The uninsured and the poor are left to fend for themselves.
The new law allows the private sector, through public-private partnerships, to establish new public health facilities and manage and operate existing public health facilities under the Ministry of Health, which controls 80 percent of public hospitals in the country and just under half of all hospitals. The law excludes primary health care centers and, according to the law itself, should not affect medical and emergency services, disaster services, blood surgery and plasma collection, or communicable diseases.
The new law does not address the risk that people, including the uninsured and poor, will be unable to pay for their health care if new private management increases the prices previously charged on a not-for-profit basis.
In 2018, President Al-Sisi ratified a bill guaranteeing universal health insurance for all Egyptians. Following Al-Sisi’s directive, the government announced a goal of expanding it to all 27 governorates by 2028, but as of 2023, the new system had only been implemented in six governorates.

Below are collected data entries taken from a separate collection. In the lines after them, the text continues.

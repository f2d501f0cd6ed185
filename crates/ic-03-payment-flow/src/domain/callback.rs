//! Provider callback payload.
//!
//! The widget hands back untyped JSON. Field names differ between the
//! provider's native callback and the camel/snake-cased forms some
//! integrations forward, so each field accepts a small set of aliases.

use serde_json::{Map, Value};
use shared_types::{ClientError, ClientResult, OrderId};

const ORDER_ID_KEYS: &[&str] = &["razorpay_order_id", "order_id", "orderId"];
const PAYMENT_ID_KEYS: &[&str] = &["razorpay_payment_id", "payment_id", "paymentId"];
const SIGNATURE_KEYS: &[&str] = &["razorpay_signature", "signature"];

/// A validated provider callback.
#[derive(Debug, Clone, PartialEq, Eq)]
pub struct ProviderCallback {
    pub order_id: OrderId,
    pub payment_id: String,
    pub signature: String,
}

impl ProviderCallback {
    /// Validates a callback payload.
    ///
    /// A JSON string holding an object is unwrapped first.
    ///
    /// # Errors
    /// - `VerificationRejected`: not an object, or a field is missing, not a
    ///   string, or blank
    pub fn parse(payload: &Value) -> ClientResult<Self> {
        match payload {
            Value::Object(fields) => Self::from_fields(fields),
            Value::String(raw) => match serde_json::from_str::<Value>(raw) {
                Ok(Value::Object(fields)) => Self::from_fields(&fields),
                _ => Err(rejected("provider payload is not a JSON object")),
            },
            _ => Err(rejected("provider payload is not a JSON object")),
        }
    }

    fn from_fields(fields: &Map<String, Value>) -> ClientResult<Self> {
        Ok(Self {
            order_id: OrderId::new(required(fields, ORDER_ID_KEYS)?),
            payment_id: required(fields, PAYMENT_ID_KEYS)?,
            signature: required(fields, SIGNATURE_KEYS)?,
        })
    }
}

fn required(fields: &Map<String, Value>, keys: &[&str]) -> ClientResult<String> {
    keys.iter()
        .filter_map(|key| fields.get(*key))
        .filter_map(Value::as_str)
        .map(str::trim)
        .find(|value| !value.is_empty())
        .map(str::to_string)
        .ok_or_else(|| rejected(&format!("provider payload is missing {}", keys[0])))
}

fn rejected(reason: &str) -> ClientError {
    ClientError::VerificationRejected(reason.to_string())
}
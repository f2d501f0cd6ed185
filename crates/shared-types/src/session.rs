//! # Session Credentials
//!
//! Bearer tokens and the session epoch that ties in-flight calls to the
//! login that started them.

use std::fmt;

use serde::{Deserialize, Serialize};

/// Opaque bearer token issued at login.
///
/// `Debug` is redacted so tokens never reach log output.
#[derive(Clone, PartialEq, Eq, Serialize, Deserialize)]
#[serde(transparent)]
pub struct AuthToken(String);

impl AuthToken {
    pub fn new(token: impl Into<String>) -> Self {
        Self(token.into())
    }

    pub fn expose(&self) -> &str {
        &self.0
    }

    pub fn is_empty(&self) -> bool {
        self.0.trim().is_empty()
    }
}

impl fmt::Debug for AuthToken {
    fn fmt(&self, f: &mut fmt::Formatter<'_>) -> fmt::Result {
        f.write_str("AuthToken(<redacted>)")
    }
}

/// Generation counter bumped on every login and logout.
///
/// A response is applied only if the epoch captured when its request was
/// issued is still current.
#[derive(Debug, Clone, Copy, PartialEq, Eq, Hash, PartialOrd, Ord, Default)]
pub struct SessionEpoch(pub u64);

impl SessionEpoch {
    #[must_use]
    pub fn next(self) -> Self {
        Self(self.0.wrapping_add(1))
    }
}

impl fmt::Display for SessionEpoch {
    fn fmt(&self, f: &mut fmt::Formatter<'_>) -> fmt::Result {
        write!(f, "{}", self.0)
    }
}

/// Token plus the epoch it was read under.
#[derive(Debug, Clone, PartialEq, Eq)]
pub struct Credentials {
    pub token: AuthToken,
    pub epoch: SessionEpoch,
}
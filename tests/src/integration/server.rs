//! # In-Memory Server
//!
//! One backend that implements every outbound port the client core uses.
//! It holds the authoritative balance: uploads debit it, verified payments
//! credit it, and the client only ever learns the value through
//! `fetch_profile`.
//!
//! Listings can be held open with `gate_next_listing` to replay the races
//! the ledger has to survive.

use std::collections::HashMap;
use std::sync::atomic::{AtomicUsize, Ordering};
use std::sync::Arc;

use async_trait::async_trait;
use chrono::Utc;
use ic_01_session::{AuthResponse, SessionBackend, SessionContext, SignupRequest};
use ic_02_task_ledger::{ImageUpload, TaskBackend, TaskLedger};
use ic_03_payment_flow::{
    CheckoutConfig, CheckoutOptions, PaymentBackend, PaymentFlow, PaymentWidget, ProviderHandler,
    VerifyPaymentRequest, VerifyPaymentResponse, WidgetError,
};
use ic_04_submission_guard::Dashboard;
use parking_lot::Mutex;
use shared_types::{
    AuthToken, BackendError, OrderId, PaymentOrder, Task, TaskId, TaskRecord, TaskStatus, User,
    UserId,
};
use tokio::sync::Notify;

pub const EMAIL: &str = "ada@example.com";
pub const PASSWORD: &str = "analytical-engine";

/// Rupees per credit when a payment is verified.
pub const PRICE_PER_CREDIT: u64 = 100;

#[derive(Debug, Default)]
pub struct CallCounts {
    pub login: AtomicUsize,
    pub profile: AtomicUsize,
    pub list: AtomicUsize,
    pub create: AtomicUsize,
    pub create_order: AtomicUsize,
    pub verify: AtomicUsize,
}

pub fn count(counter: &AtomicUsize) -> usize {
    counter.load(Ordering::SeqCst)
}

#[derive(Debug)]
struct Order {
    amount: u64,
    paid: bool,
}

#[derive(Debug)]
struct ServerState {
    user: User,
    password: String,
    valid_token: Option<String>,
    tokens_issued: u64,
    /// Newest first, like the backend's listing.
    tasks: Vec<TaskRecord>,
    next_task: u64,
    orders: HashMap<String, Order>,
    next_order: u64,
    reject_signatures: bool,
}

impl ServerState {
    fn authorize(&self, token: &AuthToken) -> Result<(), BackendError> {
        match self.valid_token.as_deref() {
            Some(valid) if valid == token.expose() => Ok(()),
            _ => Err(BackendError::Unauthorized),
        }
    }

    fn issue_token(&mut self) -> AuthToken {
        self.tokens_issued += 1;
        let token = format!("token-{}", self.tokens_issued);
        self.valid_token = Some(token.clone());
        AuthToken::new(token)
    }
}

pub struct InMemoryServer {
    state: Mutex<ServerState>,
    listing_gate: Mutex<Option<Arc<Notify>>>,
    pub calls: CallCounts,
}

impl InMemoryServer {
    pub fn new(credits: u64) -> Self {
        Self {
            state: Mutex::new(ServerState {
                user: User {
                    id: UserId(1),
                    email: EMAIL.to_string(),
                    full_name: Some("Ada Lovelace".to_string()),
                    credits,
                },
                password: PASSWORD.to_string(),
                valid_token: None,
                tokens_issued: 0,
                tasks: Vec::new(),
                next_task: 0,
                orders: HashMap::new(),
                next_order: 0,
                reject_signatures: false,
            }),
            listing_gate: Mutex::new(None),
            calls: CallCounts::default(),
        }
    }

    pub fn credits(&self) -> u64 {
        self.state.lock().user.credits
    }

    pub fn set_credits(&self, credits: u64) {
        self.state.lock().user.credits = credits;
    }

    /// Invalidates every issued token, as an expiring JWT would.
    pub fn expire_tokens(&self) {
        self.state.lock().valid_token = None;
    }

    pub fn reject_signatures(&self) {
        self.state.lock().reject_signatures = true;
    }

    /// Adds a task directly on the server, bypassing the upload endpoint.
    pub fn seed_task(&self, status: TaskStatus) -> TaskId {
        let mut st = self.state.lock();
        st.next_task += 1;
        let id = TaskId(st.next_task);
        let record = record(id, format!("uploads/seed-{}.png", id.0), None, status);
        st.tasks.insert(0, record);
        id
    }

    /// Moves a task to `status` the way a worker would, including any
    /// backwards move a buggy backend might report.
    pub fn set_status(&self, id: TaskId, status: TaskStatus) {
        let mut st = self.state.lock();
        if let Some(task) = st.tasks.iter_mut().find(|t| t.id == id) {
            *task = record(id, task.image_path.clone(), task.metadata.clone(), status);
        }
    }

    /// The next listing captures its result, then waits for the returned
    /// gate before answering.
    pub fn gate_next_listing(&self) -> Arc<Notify> {
        let gate = Arc::new(Notify::new());
        *self.listing_gate.lock() = Some(gate.clone());
        gate
    }
}

fn record(id: TaskId, image_path: String, metadata: Option<String>, status: TaskStatus) -> TaskRecord {
    let now = Utc::now();
    TaskRecord {
        id,
        image_path,
        metadata,
        status,
        result_path: (status == TaskStatus::Completed).then(|| format!("results/{}.png", id.0)),
        error_message: (status == TaskStatus::Failed).then(|| "worker crashed".to_string()),
        credits_used: 1,
        created_at: now,
        updated_at: now,
    }
}

fn to_task(record: TaskRecord) -> Result<Task, BackendError> {
    Task::try_from(record).map_err(|err| BackendError::Decode(err.to_string()))
}

#[async_trait]
impl SessionBackend for InMemoryServer {
    async fn login(&self, email: &str, password: &str) -> Result<AuthResponse, BackendError> {
        self.calls.login.fetch_add(1, Ordering::SeqCst);
        let mut st = self.state.lock();
        if st.user.email != email || st.password != password {
            return Err(BackendError::Unauthorized);
        }
        let token = st.issue_token();
        Ok(AuthResponse {
            user: st.user.clone(),
            token,
        })
    }

    async fn signup(&self, request: &SignupRequest) -> Result<AuthResponse, BackendError> {
        let mut st = self.state.lock();
        if st.user.email == request.email {
            return Err(BackendError::Rejected {
                status: 400,
                detail: "Email already registered".into(),
            });
        }
        st.user = User {
            id: UserId(st.user.id.0 + 1),
            email: request.email.clone(),
            full_name: Some(request.full_name.clone()),
            credits: 0,
        };
        st.password = request.password.clone();
        let token = st.issue_token();
        Ok(AuthResponse {
            user: st.user.clone(),
            token,
        })
    }

    async fn fetch_profile(&self, token: &AuthToken) -> Result<User, BackendError> {
        self.calls.profile.fetch_add(1, Ordering::SeqCst);
        let st = self.state.lock();
        st.authorize(token)?;
        Ok(st.user.clone())
    }
}

#[async_trait]
impl TaskBackend for InMemoryServer {
    async fn list_tasks(&self, token: &AuthToken) -> Result<Vec<Task>, BackendError> {
        self.calls.list.fetch_add(1, Ordering::SeqCst);
        let listing = {
            let st = self.state.lock();
            st.authorize(token)?;
            st.tasks.clone()
        };
        let gate = self.listing_gate.lock().take();
        if let Some(gate) = gate {
            gate.notified().await;
        }
        listing.into_iter().map(to_task).collect()
    }

    async fn get_task(&self, token: &AuthToken, id: TaskId) -> Result<Task, BackendError> {
        let st = self.state.lock();
        st.authorize(token)?;
        let record = st
            .tasks
            .iter()
            .find(|t| t.id == id)
            .cloned()
            .ok_or_else(|| BackendError::Rejected {
                status: 404,
                detail: "Task not found".into(),
            })?;
        to_task(record)
    }

    async fn create_task(
        &self,
        token: &AuthToken,
        image: &ImageUpload,
        metadata: Option<&str>,
    ) -> Result<Task, BackendError> {
        self.calls.create.fetch_add(1, Ordering::SeqCst);
        let mut st = self.state.lock();
        st.authorize(token)?;
        if st.user.credits < 1 {
            return Err(BackendError::Rejected {
                status: 400,
                detail: "Not enough credits to process image".into(),
            });
        }
        st.user.credits -= 1;
        st.next_task += 1;
        let id = TaskId(st.next_task);
        let record = record(
            id,
            format!("uploads/{}", image.file_name()),
            metadata.map(str::to_string),
            TaskStatus::Queued,
        );
        st.tasks.insert(0, record.clone());
        to_task(record)
    }
}

#[async_trait]
impl PaymentBackend for InMemoryServer {
    async fn create_order(
        &self,
        token: &AuthToken,
        amount: u64,
    ) -> Result<PaymentOrder, BackendError> {
        self.calls.create_order.fetch_add(1, Ordering::SeqCst);
        let mut st = self.state.lock();
        st.authorize(token)?;
        st.next_order += 1;
        let order_id = format!("ord_{}", st.next_order);
        st.orders.insert(order_id.clone(), Order { amount, paid: false });
        Ok(PaymentOrder {
            order_id: OrderId::new(order_id),
            amount,
            currency: "INR".to_string(),
        })
    }

    async fn verify_payment(
        &self,
        token: &AuthToken,
        request: &VerifyPaymentRequest,
    ) -> Result<VerifyPaymentResponse, BackendError> {
        self.calls.verify.fetch_add(1, Ordering::SeqCst);
        let mut st = self.state.lock();
        st.authorize(token)?;
        if st.reject_signatures {
            return Err(BackendError::Rejected {
                status: 400,
                detail: "Invalid payment signature".into(),
            });
        }
        let order = st
            .orders
            .get_mut(request.order_id.as_str())
            .ok_or_else(|| BackendError::Rejected {
                status: 404,
                detail: "Order not found".into(),
            })?;
        if order.paid {
            return Err(BackendError::Rejected {
                status: 400,
                detail: "Payment already processed".into(),
            });
        }
        order.paid = true;
        let credits_added = order.amount / PRICE_PER_CREDIT;
        st.user.credits += credits_added;
        Ok(VerifyPaymentResponse {
            message: "Payment verified successfully".into(),
            credits_added,
        })
    }
}

/// Widget that keeps every opened checkout for the test to complete.
#[derive(Default)]
pub struct RecordingWidget {
    opened: Mutex<Vec<(CheckoutOptions, Option<ProviderHandler>)>>,
}

impl RecordingWidget {
    pub fn open_count(&self) -> usize {
        self.opened.lock().len()
    }

    pub fn last_options(&self) -> Option<CheckoutOptions> {
        self.opened.lock().last().map(|(options, _)| options.clone())
    }

    /// Takes the handler of the most recently opened checkout.
    pub fn take_handler(&self) -> Option<ProviderHandler> {
        self.opened.lock().last_mut().and_then(|(_, handler)| handler.take())
    }

    /// Drops every pending handler, as closing the widget does.
    pub fn dismiss(&self) {
        for (_, handler) in self.opened.lock().iter_mut() {
            handler.take();
        }
    }
}

impl PaymentWidget for RecordingWidget {
    fn open(&self, options: CheckoutOptions, handler: ProviderHandler) -> Result<(), WidgetError> {
        self.opened.lock().push((options, Some(handler)));
        Ok(())
    }
}

/// Every component wired against one server.
pub struct TestClient {
    pub server: Arc<InMemoryServer>,
    pub session: Arc<SessionContext>,
    pub ledger: Arc<TaskLedger>,
    pub payments: PaymentFlow,
    pub widget: Arc<RecordingWidget>,
    pub dashboard: Dashboard,
}

impl TestClient {
    pub fn new(server: Arc<InMemoryServer>) -> Self {
        let session = Arc::new(SessionContext::new(server.clone()));
        let ledger = Arc::new(TaskLedger::new(server.clone(), session.clone()));
        let widget = Arc::new(RecordingWidget::default());
        let checkout = CheckoutConfig {
            key: "rzp_test_key".to_string(),
            ..CheckoutConfig::default()
        };
        let payments = PaymentFlow::new(server.clone(), widget.clone(), session.clone(), checkout);
        let dashboard = Dashboard::new(
            session.clone(),
            ledger.clone(),
            Arc::new(payments.clone()),
            1,
        );
        Self {
            server,
            session,
            ledger,
            payments,
            widget,
            dashboard,
        }
    }

    /// A client for a fresh server, already logged in.
    pub async fn logged_in(credits: u64) -> Self {
        let client = Self::new(Arc::new(InMemoryServer::new(credits)));
        client
            .session
            .login(EMAIL, PASSWORD)
            .await
            .expect("test login succeeds");
        client
    }
}

pub fn image(name: &str) -> ImageUpload {
    ImageUpload::new(name, vec![0x89, b'P', b'N', b'G']).expect("valid upload")
}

“The price increases for health services in public hospitals will likely result in higher costs for treatment and will affect even those with public health insurance,” Mona Mina told Amnesty International.
According to the World Bank, Egypt’s already high out-of-pocket expenses (OOP) – costs that individuals are responsible for paying and may or may not be reimbursed – are burdening the country’s poorest people and pushing many families below the poverty line.
Unclear public-private relations
The new law stipulates that public hospitals run by the private sector must allocate a certain percentage of their total medical services to those who are covered by public health insurance, universal health insurance, or who are eligible for state-funded treatment. However, the law does not specify what percentage of services must be reserved for these categories of patients. This means that there is no safeguard against these for-profit public hospitals reserving a large proportion of their services for paying patients, depriving those who cannot pay. The law does not provide any safeguards to ensure that discrimination does not occur based on patients’ insurance or ability to pay out of pocket.
In light of these concerns, the Egyptian Doctors’ Union urged President Al-Sisi in May 2024 not to ratify the law, citing threats to staff working in public hospitals.
The new law requires the private sector to retain only 25 percent of the staff working in public hospitals and allows them to lay off up to 75 percent of the staff if hospital management is transferred to the private sector.
The Egyptian government needs to put in place and enforce a strong regulatory framework and legislation to ensure that the poorest and most vulnerable groups have equal access to quality health care in public hospitals run by the private sector, and ensure that meaningful consultations are held with stakeholders, including health workers.
background
On October 2, 2023, President Al-Sisi said that due to the government’s insufficient management of public hospitals, it is possible for the government to build hospitals and transfer their management to the private sector.
Egypt’s public health care system is plagued by a shortage of public hospital beds, with just 1.4 beds per 1,000 people, well below the global average of 2.9 beds per 1,000 people.
Since 2014, the Egyptian government has failed to meet its constitutionally mandated target of allocating at least 3 percent of GDP to health care.